Task item >> Tell how many lines of the data below have the string "nodes" in them. Say nothing more.

Records shown >>
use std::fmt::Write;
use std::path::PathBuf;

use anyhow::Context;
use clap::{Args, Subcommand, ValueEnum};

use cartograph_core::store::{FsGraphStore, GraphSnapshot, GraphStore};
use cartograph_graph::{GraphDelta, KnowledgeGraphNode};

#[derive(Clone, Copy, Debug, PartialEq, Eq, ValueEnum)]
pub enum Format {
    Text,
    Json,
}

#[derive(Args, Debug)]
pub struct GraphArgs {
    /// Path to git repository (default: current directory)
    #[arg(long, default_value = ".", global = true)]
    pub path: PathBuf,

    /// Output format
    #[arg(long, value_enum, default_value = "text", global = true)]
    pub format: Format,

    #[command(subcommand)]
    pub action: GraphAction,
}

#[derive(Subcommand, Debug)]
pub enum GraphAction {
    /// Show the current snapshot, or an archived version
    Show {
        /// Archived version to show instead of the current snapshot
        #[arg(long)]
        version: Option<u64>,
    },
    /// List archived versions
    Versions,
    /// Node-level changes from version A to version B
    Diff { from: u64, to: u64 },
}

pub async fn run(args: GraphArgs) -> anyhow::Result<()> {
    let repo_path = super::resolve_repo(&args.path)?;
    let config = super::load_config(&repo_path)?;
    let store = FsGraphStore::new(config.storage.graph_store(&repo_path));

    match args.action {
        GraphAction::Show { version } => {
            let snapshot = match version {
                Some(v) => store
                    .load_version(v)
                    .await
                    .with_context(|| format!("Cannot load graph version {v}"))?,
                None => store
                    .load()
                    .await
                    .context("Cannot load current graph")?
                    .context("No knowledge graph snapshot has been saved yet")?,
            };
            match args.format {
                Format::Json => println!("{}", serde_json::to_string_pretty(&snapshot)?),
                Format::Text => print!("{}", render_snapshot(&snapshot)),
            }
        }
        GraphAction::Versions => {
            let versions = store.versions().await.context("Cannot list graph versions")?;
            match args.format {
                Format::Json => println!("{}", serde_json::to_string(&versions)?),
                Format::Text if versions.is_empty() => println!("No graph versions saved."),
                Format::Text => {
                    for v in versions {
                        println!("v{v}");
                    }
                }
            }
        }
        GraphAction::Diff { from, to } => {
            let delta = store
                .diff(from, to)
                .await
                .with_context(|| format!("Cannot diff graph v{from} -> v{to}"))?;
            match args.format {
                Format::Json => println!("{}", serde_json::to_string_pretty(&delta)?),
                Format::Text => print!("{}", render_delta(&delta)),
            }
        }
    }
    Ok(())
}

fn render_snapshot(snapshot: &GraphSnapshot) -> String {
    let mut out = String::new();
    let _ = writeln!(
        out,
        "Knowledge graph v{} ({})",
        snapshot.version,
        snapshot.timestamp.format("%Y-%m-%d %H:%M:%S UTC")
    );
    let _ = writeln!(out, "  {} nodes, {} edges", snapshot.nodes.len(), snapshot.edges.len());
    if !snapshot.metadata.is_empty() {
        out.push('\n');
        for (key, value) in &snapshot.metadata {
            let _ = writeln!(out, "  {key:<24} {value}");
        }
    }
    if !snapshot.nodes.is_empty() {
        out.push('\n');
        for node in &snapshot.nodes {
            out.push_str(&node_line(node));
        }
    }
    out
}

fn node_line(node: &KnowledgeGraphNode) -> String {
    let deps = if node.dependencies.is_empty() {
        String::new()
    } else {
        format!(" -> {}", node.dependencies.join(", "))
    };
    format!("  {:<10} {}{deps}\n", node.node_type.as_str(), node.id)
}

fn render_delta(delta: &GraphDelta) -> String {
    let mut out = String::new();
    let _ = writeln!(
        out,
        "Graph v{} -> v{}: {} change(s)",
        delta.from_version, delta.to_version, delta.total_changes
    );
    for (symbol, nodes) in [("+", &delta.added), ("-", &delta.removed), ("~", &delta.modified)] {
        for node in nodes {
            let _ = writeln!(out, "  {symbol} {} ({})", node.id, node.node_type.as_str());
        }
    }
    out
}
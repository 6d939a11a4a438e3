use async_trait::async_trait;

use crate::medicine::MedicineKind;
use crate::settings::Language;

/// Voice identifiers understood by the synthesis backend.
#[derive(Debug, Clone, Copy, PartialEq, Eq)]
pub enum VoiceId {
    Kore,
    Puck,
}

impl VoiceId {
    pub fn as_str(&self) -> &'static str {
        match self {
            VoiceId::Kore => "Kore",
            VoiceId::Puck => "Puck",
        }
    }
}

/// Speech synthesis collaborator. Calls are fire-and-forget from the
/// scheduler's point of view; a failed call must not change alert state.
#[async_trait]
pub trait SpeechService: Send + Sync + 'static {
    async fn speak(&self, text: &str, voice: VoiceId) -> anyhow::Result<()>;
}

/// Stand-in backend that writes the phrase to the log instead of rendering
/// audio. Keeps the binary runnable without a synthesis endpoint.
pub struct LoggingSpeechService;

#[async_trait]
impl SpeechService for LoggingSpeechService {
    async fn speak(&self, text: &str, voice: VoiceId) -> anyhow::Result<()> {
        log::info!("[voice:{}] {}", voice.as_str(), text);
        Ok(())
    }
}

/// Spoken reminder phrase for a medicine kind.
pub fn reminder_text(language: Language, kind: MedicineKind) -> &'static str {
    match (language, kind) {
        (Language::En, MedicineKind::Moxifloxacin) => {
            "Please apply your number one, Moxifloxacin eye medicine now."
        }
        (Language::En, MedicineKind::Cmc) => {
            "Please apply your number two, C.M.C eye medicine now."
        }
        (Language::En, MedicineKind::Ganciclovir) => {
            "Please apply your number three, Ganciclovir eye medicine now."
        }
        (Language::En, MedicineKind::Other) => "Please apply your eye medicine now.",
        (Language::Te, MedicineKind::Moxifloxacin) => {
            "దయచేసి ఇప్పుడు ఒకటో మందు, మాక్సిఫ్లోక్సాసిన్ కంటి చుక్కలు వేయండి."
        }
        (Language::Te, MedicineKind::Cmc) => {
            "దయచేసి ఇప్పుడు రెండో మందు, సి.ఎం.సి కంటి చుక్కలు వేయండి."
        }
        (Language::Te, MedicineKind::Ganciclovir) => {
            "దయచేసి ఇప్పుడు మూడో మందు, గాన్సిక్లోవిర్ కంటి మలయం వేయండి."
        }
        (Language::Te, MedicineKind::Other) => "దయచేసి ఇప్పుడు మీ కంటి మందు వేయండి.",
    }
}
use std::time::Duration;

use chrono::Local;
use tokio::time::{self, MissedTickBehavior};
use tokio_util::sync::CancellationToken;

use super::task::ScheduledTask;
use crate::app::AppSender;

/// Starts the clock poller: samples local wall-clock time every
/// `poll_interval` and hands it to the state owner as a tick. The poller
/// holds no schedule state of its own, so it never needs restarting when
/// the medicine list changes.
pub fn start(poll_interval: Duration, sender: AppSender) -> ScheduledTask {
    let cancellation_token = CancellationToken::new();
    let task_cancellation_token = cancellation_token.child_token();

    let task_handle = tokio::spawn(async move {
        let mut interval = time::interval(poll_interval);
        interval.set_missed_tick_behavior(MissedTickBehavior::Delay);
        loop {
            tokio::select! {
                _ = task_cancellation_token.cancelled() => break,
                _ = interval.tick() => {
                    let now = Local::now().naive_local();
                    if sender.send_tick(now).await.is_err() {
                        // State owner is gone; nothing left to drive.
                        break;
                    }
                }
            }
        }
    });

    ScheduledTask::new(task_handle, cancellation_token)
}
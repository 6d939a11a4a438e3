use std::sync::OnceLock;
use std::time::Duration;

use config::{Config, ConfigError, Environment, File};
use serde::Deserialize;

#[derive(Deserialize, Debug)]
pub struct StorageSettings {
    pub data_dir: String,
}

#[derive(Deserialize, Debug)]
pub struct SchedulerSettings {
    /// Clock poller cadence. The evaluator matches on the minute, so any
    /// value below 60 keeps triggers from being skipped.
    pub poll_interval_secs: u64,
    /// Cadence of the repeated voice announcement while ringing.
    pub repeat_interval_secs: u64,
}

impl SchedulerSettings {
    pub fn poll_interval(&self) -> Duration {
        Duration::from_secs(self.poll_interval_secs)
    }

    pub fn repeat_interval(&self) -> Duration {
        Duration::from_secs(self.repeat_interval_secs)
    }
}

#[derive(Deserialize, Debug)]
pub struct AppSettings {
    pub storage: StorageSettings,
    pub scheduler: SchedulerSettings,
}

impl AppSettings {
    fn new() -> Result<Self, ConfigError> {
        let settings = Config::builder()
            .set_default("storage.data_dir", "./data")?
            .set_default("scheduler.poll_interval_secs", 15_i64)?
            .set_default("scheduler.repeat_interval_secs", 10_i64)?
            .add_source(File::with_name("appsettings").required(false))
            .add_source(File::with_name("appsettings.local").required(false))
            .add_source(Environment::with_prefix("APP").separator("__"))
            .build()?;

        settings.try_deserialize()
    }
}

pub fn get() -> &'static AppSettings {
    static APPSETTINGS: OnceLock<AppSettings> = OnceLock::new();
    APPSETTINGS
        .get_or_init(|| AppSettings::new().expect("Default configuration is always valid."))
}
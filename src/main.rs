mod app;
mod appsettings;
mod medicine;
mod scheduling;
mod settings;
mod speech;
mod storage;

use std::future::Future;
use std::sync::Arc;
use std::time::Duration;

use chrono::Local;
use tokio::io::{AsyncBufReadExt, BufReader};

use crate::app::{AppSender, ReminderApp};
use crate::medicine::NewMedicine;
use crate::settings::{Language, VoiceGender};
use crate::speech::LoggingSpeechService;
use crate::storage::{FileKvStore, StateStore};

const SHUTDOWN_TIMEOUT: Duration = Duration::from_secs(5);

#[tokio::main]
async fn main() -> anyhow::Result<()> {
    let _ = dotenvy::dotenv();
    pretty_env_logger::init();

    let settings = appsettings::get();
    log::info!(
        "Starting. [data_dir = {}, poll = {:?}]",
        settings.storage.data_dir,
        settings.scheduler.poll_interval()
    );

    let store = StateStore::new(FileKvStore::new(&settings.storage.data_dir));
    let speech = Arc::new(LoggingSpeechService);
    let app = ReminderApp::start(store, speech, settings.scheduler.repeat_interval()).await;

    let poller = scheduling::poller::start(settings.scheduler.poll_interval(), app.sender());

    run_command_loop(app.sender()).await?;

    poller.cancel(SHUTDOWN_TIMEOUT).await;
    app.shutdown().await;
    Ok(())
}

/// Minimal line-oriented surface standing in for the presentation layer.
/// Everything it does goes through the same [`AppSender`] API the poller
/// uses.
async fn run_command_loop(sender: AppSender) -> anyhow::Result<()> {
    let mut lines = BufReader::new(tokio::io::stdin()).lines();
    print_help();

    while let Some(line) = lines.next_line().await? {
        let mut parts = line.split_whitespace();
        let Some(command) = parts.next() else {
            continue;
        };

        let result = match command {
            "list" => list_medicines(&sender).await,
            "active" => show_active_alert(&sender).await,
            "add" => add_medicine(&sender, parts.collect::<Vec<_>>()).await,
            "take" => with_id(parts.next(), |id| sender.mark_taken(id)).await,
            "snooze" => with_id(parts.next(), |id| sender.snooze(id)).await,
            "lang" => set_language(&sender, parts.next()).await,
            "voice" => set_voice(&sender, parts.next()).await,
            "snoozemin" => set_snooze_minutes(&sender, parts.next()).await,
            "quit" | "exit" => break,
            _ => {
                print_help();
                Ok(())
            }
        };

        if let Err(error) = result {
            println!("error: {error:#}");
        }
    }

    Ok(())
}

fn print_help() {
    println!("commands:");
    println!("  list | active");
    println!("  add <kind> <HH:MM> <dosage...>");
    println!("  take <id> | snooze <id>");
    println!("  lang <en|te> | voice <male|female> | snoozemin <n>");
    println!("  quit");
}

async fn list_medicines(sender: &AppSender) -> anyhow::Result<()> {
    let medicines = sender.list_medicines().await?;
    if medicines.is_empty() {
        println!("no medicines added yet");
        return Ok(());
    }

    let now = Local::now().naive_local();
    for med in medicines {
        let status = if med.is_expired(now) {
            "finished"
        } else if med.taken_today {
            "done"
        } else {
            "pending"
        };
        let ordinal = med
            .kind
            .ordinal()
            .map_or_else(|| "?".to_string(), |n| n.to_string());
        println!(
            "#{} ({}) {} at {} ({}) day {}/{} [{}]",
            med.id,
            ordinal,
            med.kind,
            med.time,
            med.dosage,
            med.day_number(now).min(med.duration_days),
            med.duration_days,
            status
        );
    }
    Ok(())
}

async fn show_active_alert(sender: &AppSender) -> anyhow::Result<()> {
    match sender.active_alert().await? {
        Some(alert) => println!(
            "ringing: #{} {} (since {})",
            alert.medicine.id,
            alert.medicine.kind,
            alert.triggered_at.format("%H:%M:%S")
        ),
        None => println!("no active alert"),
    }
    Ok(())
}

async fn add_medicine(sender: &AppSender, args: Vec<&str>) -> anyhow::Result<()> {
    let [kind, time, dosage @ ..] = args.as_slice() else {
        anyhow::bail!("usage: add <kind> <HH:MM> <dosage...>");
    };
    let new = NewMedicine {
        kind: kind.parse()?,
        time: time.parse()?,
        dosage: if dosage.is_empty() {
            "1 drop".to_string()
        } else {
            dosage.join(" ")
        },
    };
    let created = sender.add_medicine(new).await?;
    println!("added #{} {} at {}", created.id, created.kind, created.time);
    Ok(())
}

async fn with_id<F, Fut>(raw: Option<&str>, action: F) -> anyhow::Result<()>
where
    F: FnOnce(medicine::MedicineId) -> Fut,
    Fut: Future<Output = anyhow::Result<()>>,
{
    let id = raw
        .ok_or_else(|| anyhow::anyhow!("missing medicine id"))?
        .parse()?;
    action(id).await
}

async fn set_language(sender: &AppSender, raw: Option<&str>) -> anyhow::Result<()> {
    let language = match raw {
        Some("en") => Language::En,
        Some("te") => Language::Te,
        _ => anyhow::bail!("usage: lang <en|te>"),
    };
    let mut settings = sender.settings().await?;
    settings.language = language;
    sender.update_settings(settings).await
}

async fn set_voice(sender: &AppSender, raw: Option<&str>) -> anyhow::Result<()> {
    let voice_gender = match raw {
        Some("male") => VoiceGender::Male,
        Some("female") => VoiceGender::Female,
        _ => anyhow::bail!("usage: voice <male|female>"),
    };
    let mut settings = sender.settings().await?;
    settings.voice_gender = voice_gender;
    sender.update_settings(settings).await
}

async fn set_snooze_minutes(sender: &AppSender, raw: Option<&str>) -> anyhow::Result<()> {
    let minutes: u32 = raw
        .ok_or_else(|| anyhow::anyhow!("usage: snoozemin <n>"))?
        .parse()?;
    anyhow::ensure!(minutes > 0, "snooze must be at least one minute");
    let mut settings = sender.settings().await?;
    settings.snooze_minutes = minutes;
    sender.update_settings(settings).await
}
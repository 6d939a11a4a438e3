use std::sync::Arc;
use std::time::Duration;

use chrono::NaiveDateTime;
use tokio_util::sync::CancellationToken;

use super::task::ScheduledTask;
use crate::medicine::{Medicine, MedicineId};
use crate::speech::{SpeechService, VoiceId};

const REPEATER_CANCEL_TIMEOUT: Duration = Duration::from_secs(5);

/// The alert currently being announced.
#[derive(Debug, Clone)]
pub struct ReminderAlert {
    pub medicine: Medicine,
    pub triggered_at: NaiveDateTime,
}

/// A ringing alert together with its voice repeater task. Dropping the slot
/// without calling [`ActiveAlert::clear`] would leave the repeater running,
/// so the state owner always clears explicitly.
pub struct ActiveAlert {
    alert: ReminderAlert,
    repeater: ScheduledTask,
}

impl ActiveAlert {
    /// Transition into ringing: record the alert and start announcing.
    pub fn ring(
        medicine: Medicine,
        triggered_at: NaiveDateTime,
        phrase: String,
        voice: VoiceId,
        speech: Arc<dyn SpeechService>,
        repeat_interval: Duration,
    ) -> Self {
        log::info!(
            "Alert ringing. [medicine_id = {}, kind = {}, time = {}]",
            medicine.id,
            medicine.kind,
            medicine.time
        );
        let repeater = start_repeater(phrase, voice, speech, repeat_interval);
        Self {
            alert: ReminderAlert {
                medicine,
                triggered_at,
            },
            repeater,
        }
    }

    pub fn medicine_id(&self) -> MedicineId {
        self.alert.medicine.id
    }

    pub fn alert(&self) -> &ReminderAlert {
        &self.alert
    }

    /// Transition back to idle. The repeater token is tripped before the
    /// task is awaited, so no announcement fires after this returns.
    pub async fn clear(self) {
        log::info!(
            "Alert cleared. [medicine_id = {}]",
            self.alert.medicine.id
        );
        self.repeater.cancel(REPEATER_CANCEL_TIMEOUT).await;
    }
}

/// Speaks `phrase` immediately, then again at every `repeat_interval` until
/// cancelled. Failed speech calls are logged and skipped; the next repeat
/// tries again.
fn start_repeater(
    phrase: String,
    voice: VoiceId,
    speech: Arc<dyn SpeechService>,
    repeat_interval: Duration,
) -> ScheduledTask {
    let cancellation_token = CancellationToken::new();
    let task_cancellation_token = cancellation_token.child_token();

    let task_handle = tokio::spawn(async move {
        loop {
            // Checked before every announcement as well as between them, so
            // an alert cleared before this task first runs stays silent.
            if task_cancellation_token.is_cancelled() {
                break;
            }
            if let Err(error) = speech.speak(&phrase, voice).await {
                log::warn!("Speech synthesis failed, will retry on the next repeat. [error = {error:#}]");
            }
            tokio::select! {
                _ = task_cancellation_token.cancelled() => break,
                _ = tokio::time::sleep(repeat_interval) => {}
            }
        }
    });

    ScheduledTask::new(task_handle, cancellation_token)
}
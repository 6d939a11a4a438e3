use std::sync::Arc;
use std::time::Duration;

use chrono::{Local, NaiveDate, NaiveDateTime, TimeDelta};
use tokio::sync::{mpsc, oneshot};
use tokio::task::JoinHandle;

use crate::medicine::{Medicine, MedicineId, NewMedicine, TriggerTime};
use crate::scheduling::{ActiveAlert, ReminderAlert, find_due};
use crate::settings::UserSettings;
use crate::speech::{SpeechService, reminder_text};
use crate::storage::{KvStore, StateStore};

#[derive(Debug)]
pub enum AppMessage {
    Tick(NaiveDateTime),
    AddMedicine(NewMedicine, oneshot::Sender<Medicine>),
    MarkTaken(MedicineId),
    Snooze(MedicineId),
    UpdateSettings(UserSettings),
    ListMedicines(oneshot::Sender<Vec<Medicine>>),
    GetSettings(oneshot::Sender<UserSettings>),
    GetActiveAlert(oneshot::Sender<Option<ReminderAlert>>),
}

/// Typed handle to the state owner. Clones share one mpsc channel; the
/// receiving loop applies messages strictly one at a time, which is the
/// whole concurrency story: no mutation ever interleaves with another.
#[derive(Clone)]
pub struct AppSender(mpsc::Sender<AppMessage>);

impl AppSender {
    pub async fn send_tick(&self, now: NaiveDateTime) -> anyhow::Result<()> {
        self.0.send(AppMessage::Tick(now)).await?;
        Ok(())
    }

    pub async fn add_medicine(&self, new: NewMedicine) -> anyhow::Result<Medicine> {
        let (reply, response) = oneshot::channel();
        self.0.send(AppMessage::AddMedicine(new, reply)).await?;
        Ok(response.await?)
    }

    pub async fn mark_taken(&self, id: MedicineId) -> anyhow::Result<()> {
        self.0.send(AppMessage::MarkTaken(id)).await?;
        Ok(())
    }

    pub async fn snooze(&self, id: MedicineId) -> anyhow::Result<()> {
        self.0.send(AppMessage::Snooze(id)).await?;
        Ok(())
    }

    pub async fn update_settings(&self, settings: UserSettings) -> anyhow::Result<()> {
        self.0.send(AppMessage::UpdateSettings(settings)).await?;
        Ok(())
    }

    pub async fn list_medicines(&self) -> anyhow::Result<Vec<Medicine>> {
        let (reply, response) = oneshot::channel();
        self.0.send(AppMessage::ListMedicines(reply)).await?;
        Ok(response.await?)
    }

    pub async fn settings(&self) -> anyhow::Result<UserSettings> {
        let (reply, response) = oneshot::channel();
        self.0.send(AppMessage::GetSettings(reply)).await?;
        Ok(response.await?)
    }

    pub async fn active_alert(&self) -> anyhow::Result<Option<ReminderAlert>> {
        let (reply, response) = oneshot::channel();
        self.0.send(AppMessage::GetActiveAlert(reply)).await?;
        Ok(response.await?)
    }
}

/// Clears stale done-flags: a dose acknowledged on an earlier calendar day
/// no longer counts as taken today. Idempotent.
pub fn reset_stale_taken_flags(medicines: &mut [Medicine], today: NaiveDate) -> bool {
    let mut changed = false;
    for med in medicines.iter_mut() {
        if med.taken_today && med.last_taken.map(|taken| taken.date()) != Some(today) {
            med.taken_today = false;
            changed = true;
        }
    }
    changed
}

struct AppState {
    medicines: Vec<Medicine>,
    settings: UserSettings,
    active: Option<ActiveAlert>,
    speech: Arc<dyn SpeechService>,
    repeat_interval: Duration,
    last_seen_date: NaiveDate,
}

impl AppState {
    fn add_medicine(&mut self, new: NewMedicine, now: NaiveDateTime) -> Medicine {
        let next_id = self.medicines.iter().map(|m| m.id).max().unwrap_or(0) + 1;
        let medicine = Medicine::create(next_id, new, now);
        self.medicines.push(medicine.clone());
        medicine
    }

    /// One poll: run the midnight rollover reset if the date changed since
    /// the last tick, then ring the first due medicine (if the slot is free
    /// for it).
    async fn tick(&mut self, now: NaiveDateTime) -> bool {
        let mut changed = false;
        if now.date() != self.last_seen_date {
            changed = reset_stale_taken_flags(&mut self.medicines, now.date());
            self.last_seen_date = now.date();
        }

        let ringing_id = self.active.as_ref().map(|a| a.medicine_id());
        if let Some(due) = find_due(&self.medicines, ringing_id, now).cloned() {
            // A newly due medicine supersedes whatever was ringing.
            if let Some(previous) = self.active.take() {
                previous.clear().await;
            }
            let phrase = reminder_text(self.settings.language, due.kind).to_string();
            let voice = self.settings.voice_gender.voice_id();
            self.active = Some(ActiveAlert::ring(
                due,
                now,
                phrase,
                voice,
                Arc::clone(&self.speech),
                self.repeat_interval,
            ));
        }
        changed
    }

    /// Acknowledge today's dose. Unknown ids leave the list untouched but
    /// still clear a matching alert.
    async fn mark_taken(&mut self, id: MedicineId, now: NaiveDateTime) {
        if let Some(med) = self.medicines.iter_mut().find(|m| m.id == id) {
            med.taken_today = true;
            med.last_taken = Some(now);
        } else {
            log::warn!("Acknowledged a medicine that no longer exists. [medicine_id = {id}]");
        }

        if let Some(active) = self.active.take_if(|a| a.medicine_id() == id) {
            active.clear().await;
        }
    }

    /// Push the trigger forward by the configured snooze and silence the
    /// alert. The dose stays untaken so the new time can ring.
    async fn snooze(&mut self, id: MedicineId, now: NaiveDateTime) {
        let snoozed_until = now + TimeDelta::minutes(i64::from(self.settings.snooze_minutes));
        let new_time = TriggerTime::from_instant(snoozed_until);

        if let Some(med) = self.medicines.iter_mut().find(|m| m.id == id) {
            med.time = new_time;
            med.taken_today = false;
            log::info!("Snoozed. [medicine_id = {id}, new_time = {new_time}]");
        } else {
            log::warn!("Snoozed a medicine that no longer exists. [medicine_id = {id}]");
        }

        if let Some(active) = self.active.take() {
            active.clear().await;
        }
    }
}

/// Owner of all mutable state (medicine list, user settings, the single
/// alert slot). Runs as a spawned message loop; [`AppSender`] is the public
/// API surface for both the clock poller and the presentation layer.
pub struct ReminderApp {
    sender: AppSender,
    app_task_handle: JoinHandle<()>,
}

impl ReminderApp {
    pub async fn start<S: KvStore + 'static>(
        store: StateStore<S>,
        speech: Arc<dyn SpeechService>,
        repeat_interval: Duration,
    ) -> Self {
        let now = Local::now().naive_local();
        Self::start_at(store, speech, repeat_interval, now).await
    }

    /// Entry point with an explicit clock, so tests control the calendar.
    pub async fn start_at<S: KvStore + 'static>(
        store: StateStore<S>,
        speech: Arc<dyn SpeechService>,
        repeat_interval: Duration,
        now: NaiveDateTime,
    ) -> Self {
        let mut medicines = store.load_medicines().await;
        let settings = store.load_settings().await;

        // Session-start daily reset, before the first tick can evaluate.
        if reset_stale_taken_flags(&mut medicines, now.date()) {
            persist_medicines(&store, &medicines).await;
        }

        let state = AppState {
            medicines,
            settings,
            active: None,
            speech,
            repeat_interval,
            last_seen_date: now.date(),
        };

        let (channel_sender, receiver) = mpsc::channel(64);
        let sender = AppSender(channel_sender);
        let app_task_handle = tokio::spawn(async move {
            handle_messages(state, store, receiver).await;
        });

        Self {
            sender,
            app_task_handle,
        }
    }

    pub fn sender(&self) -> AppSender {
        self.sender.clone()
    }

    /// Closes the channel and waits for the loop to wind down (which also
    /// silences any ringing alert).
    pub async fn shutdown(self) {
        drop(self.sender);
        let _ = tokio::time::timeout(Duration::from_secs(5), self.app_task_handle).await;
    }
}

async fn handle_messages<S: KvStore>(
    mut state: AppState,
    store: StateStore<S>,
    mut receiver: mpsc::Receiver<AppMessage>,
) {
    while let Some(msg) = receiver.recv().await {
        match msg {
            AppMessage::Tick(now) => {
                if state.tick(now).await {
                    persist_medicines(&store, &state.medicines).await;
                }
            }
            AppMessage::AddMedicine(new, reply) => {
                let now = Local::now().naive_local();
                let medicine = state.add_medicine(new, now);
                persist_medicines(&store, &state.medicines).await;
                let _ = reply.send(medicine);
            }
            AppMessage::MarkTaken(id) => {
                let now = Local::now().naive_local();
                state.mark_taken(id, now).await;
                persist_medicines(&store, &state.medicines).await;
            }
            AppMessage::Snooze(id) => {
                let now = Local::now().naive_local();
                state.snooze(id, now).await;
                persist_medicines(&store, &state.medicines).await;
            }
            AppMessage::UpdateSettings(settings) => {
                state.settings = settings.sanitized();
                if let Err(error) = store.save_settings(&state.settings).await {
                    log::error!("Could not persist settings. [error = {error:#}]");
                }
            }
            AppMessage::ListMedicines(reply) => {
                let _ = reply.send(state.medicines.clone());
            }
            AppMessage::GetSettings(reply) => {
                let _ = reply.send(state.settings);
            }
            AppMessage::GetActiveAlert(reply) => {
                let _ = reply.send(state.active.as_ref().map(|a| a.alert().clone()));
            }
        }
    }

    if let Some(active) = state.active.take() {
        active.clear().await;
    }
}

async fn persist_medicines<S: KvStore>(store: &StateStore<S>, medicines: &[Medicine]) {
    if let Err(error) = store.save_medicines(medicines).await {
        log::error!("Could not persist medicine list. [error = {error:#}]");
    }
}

Solution for this exercise >> 5